Problem to work on: Reply only with how many lines in these entries hold the string "ticker".

Information shown:
----
//! Crawler coordinator - main crawl orchestration logic
//!
//! This module wires the crawl together:
//! - Opening the index and building the transport
//! - Seeding the frontier with one search task per keyword
//! - Draining the frontier through the response router
//! - Handling interrupts and closing the index

use crate::config::Config;
use crate::crawler::fetcher::{
    CachingTransport, HttpTransport, ProxySelector, RoundRobinProxies, Transport,
};
use crate::crawler::frontier::Frontier;
use crate::crawler::router::Router;
use crate::crawler::seeds::load_seeds;
use crate::crawler::task::Endpoints;
use crate::output::{load_statistics, CrawlReport, CrawlStats};
use crate::storage::{open_index, SqliteIndex};
use crate::IndexerError;
use std::path::Path;
use std::sync::Arc;
use std::time::{Duration, Instant};

/// How often progress is logged while the crawl runs
const PROGRESS_INTERVAL: Duration = Duration::from_secs(30);

/// Main crawler coordinator structure
pub struct Coordinator {
    config: Config,
    endpoints: Endpoints,
    index: Arc<SqliteIndex>,
    frontier: Arc<Frontier>,
    stats: Arc<CrawlStats>,
    seeds: usize,
}

impl Coordinator {
    /// Creates a coordinator that fetches over HTTP
    ///
    /// With `proxy.enabled`, every request goes through the configured
    /// proxies in rotation. With `cache.enabled`, responses already in the
    /// cache directory are not fetched again.
    ///
    /// # Returns
    ///
    /// * `Ok(Coordinator)` - Index opened and transport built
    /// * `Err(IndexerError)` - Startup failed; nothing was fetched
    pub fn new(config: Config) -> Result<Self, IndexerError> {
        let transport: Arc<dyn Transport> = if config.proxy.enabled {
            let proxies = RoundRobinProxies::from_config(&config.proxy)?;
            tracing::info!(
                "Routing requests through {} proxies",
                proxies.candidates().len()
            );
            Arc::new(HttpTransport::with_proxies(&config.crawler, Arc::new(proxies))?)
        } else {
            Arc::new(HttpTransport::new(&config.crawler)?)
        };

        let transport: Arc<dyn Transport> = if config.cache.enabled {
            tracing::info!("Caching responses in {}", config.cache.dir);
            Arc::new(
                CachingTransport::new(transport, &config.cache.dir).map_err(|source| {
                    IndexerError::Cache {
                        path: config.cache.dir.clone(),
                        source,
                    }
                })?,
            )
        } else {
            transport
        };

        Self::with_transport(config, transport)
    }

    /// Creates a coordinator around an existing transport
    pub fn with_transport(config: Config, transport: Arc<dyn Transport>) -> Result<Self, IndexerError> {
        let endpoints = Endpoints::from_config(&config.endpoints)?;

        let index = open_index(Path::new(&config.storage.path))?;
        tracing::info!("Opened index at {}", config.storage.path);

        let frontier = Frontier::new(config.crawler.queue_capacity, transport)
            .with_retries(config.crawler.retries, config.crawler.retry_delay());

        Ok(Self {
            config,
            endpoints,
            index: Arc::new(index),
            frontier: Arc::new(frontier),
            stats: Arc::new(CrawlStats::default()),
            seeds: 0,
        })
    }

    /// Enqueues page 1 of every keyword, in order
    ///
    /// # Returns
    ///
    /// The number of keywords newly accepted; repeats are ignored and a
    /// full queue drops the rest with a warning.
    pub fn seed(&mut self, keywords: &[String]) -> usize {
        let mut accepted = 0;

        for keyword in keywords {
            match self.frontier.enqueue(self.endpoints.search_page(keyword, 1)) {
                Ok(true) => accepted += 1,
                Ok(false) => tracing::debug!("Seed keyword '{}' already queued", keyword),
                Err(e) => tracing::warn!("{}", e),
            }
        }

        self.seeds += accepted;
        tracing::info!("Seeded frontier with {} keywords", accepted);
        accepted
    }

    /// Runs the crawl until the frontier drains or Ctrl-C is pressed
    ///
    /// Per-task failures never end the crawl; they are counted in the
    /// returned report. The index is closed before returning.
    pub async fn run(self) -> Result<CrawlReport, IndexerError> {
        let Coordinator {
            config,
            endpoints,
            index,
            frontier,
            stats,
            seeds,
        } = self;

        tracing::info!(
            "Starting crawl with {} workers ({} tasks queued)",
            config.crawler.workers,
            frontier.pending()
        );
        let start_time = Instant::now();

        let shutdown = {
            let frontier = Arc::clone(&frontier);
            tokio::spawn(async move {
                if tokio::signal::ctrl_c().await.is_ok() {
                    tracing::warn!("Interrupt received, finishing in-flight tasks");
                    frontier.close();
                }
            })
        };

        let progress = {
            let frontier = Arc::clone(&frontier);
            let stats = Arc::clone(&stats);
            tokio::spawn(async move {
                let mut ticker = tokio::time::interval(PROGRESS_INTERVAL);
                ticker.tick().await;
                loop {
                    ticker.tick().await;
                    let snapshot = stats.snapshot();
                    tracing::info!(
                        "Progress: {} images, {} dockerfiles, {} queued, {} in flight, {} failures",
                        snapshot.images_indexed,
                        snapshot.dockerfiles_indexed,
                        frontier.pending(),
                        frontier.in_flight(),
                        snapshot.failures()
                    );
                }
            })
        };

        let router = Router::new(index.clone(), endpoints, Arc::clone(&stats));
        let frontier_report = frontier
            .run(config.crawler.workers, move |task, outcome| {
                router.handle(task, outcome)
            })
            .await;

        shutdown.abort();
        progress.abort();

        let interrupted = frontier.is_closed();
        let elapsed = start_time.elapsed();

        if interrupted {
            tracing::warn!(
                "Crawl interrupted after {:.1}s, {} tasks abandoned",
                elapsed.as_secs_f64(),
                frontier_report.abandoned
            );
        } else {
            tracing::info!(
                "Frontier drained after {:.1}s, {} tasks completed",
                elapsed.as_secs_f64(),
                frontier_report.completed
            );
        }

        let index_stats = match load_statistics(&index) {
            Ok(index_stats) => Some(index_stats),
            Err(e) => {
                tracing::warn!("Failed to read index statistics: {}", e);
                None
            }
        };

        match Arc::try_unwrap(index) {
            Ok(index) => index.close()?,
            Err(shared) => shared.flush()?,
        }

        Ok(CrawlReport {
            seeds,
            counters: stats.snapshot(),
            frontier: frontier_report,
            interrupted,
            elapsed,
            index: index_stats,
        })
    }
}

/// Runs a complete crawl operation
///
/// Loads the seed keywords, opens the index, and crawls until the frontier
/// drains. Seed, storage, and client failures are fatal and surface before
/// any request is made.
///
/// # Example
///
/// ```no_run
/// use hub_indexer::config::load_config;
/// use hub_indexer::crawler::run_crawl;
/// use std::path::Path;
///
/// # async fn example() -> Result<(), Box<dyn std::error::Error>> {
/// let config = load_config(Path::new("config.toml"))?;
/// let report = run_crawl(config).await?;
/// println!("{} dockerfiles indexed", report.counters.dockerfiles_indexed);
/// # Ok(())
/// # }
/// ```
pub async fn run_crawl(config: Config) -> Result<CrawlReport, IndexerError> {
    let keywords = load_seeds(Path::new(&config.seeds.path))?;

    let mut coordinator = Coordinator::new(config)?;
    coordinator.seed(&keywords);
    coordinator.run().await
}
----
Expected output: 3